Por Wálter Maierovitch
Carta Capital

Com sede de habeas corpus e no interesse do banqueiro Daniel Dantas, já condenado por consumado crime de corrupção em decisão da lavra do juiz Fausto de Sanctis, procuraram os seus representantes anular, junto ao Superior Tribunal de Justiça (STJ), a sentença condenatória por falta de imparcialidade do magistrado.

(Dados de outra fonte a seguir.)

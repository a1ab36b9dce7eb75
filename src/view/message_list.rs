//! Transcript pane.

use std::fmt::Write;

use super::{SCROLL_ANCHOR_ID, escape_html};
use crate::widget::{ChatEntry, Sender, Snapshot};

/// Placeholder shown after the last entry while a request is outstanding.
pub const TYPING_TEXT: &str = "Typing...";

/// Render the inner HTML of the transcript pane.
///
/// Entries come out in transcript order, one bubble each. While loading, a
/// typing bubble follows the last entry. The scroll anchor is always last so
/// scrolling it into view shows the newest element.
#[must_use]
pub fn transcript(snapshot: &Snapshot) -> String {
    let mut html = String::new();

    for entry in &snapshot.transcript {
        html.push_str(&bubble(entry));
    }

    if snapshot.loading {
        let _ = write!(
            html,
            r#"<div class="chat-row chat-row-bot"><div class="chat-bubble chat-bubble-typing" aria-live="polite">{TYPING_TEXT}</div></div>"#
        );
    }

    let _ = write!(html, r#"<div id="{SCROLL_ANCHOR_ID}"></div>"#);
    html
}

fn bubble(entry: &ChatEntry) -> String {
    let (row, bubble) = match entry.sender() {
        Sender::User => ("chat-row chat-row-user", "chat-bubble chat-bubble-user"),
        Sender::Bot if entry.is_error() => {
            ("chat-row chat-row-bot", "chat-bubble chat-bubble-bot chat-bubble-error")
        }
        Sender::Bot => ("chat-row chat-row-bot", "chat-bubble chat-bubble-bot"),
    };
    format!(
        r#"<div class="{row}"><div class="{bubble}">{}</div></div>"#,
        escape_html(entry.text())
    )
}

#[cfg(test)]
mod tests {
    use super::*;
    use crate::widget::{ChatEntry, Status, Transcript};

    fn snapshot(entries: Vec<ChatEntry>, loading: bool) -> Snapshot {
        let mut transcript = Transcript::new();
        for entry in entries {
            transcript.append(entry);
        }
        Snapshot {
            version: 1,
            transcript,
            draft: String::new(),
            revision: 0,
            loading,
            status: if loading { Status::Awaiting } else { Status::Idle },
            outstanding: usize::from(loading),
        }
    }

    #[test]
    fn test_bubbles_follow_transcript_order() {
        let html = transcript(&snapshot(
            vec![ChatEntry::user("Hello"), ChatEntry::bot("Hi there!")],
            false,
        ));

        let user = html.find("chat-bubble-user\">Hello<").unwrap();
        let bot = html.find("chat-bubble-bot\">Hi there!<").unwrap();
        assert!(user < bot);
        assert!(!html.contains(TYPING_TEXT));
        assert!(html.ends_with(r#"<div id="chat-end"></div>"#));
    }

    #[test]
    fn test_typing_indicator_only_while_loading() {
        let html = transcript(&snapshot(vec![ChatEntry::user("Hello")], true));
        let typing = html.find(TYPING_TEXT).unwrap();
        assert!(typing > html.find("Hello").unwrap());
        assert!(typing < html.find("chat-end").unwrap());
        assert_eq!(html.matches(TYPING_TEXT).count(), 1);
    }

    #[test]
    fn test_entry_text_is_escaped() {
        let html = transcript(&snapshot(vec![ChatEntry::user("<b>hi</b>")], false));
        assert!(html.contains("&lt;b&gt;hi&lt;/b&gt;"));
        assert!(!html.contains("<b>"));
    }

    #[test]
    fn test_error_bubble_is_marked() {
        let html = transcript(&snapshot(
            vec![ChatEntry::user("Ping"), ChatEntry::bot_error()],
            false,
        ));
        assert!(html.contains("chat-bubble-error\">❌ Error contacting Gemini API<"));
    }
}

Mais ainda, buscaram a decretação de nulidade de atos investigatórios relativos à Operação Satiagraha. Em outras palavras, objetivaram colocar um pá-de-cal em tudo e deixar Dantas “leve e solto”. Convém notar que, anulada a Satiagraha e os seus desdobramentos, não haveria mais prova válida sobre a corrupção de autoridades.

Uma surpreendente e canhestra liminar do ministro Arnaldo Esteves Lima suspendeu o curso de todas as investigações contra Dantas e trancou, até exame do mérito do habeas corpus, o curso da ação penal por corrupção, em fase de apelação.

Por quatro votos a um, a 5ª.Turma do Superior Tribunal de Justiça derrubou a liminar de Arnaldo Esteves Lima e não concedeu a ordem de habeas corpus por não existir, nos limites possíveis de exame, ilegalidades ou abusos e, assim, não estar Dantas a sofrer constrangimento.

PANO RÁPIDO

Dantas tentou, pela via rápida do habeas-corpus, liquidar com todas as graves acusações e a condenação por corrupção. Isto com supressão de recursos ordinários, onde se realiza amplo exame de provas. Pelo jeito, ficou entusiasmado com o sucesso do habeas corpus liberatória interposto no Supremo Tribunal Federal, onde o ministro Gilmar Mendes, com rapidez jamais vista na história da Corte, saltou instâncias, ignorou súmula e o tirou da prisão.

Desta vez, Dantas sentiu que, a lembrar a célebre fábula, ainda existem “juízes em Berlim”. Foi o que disse o pobre camponês germânico ao rei que enfrentou e queria tomar pela força as suas terras.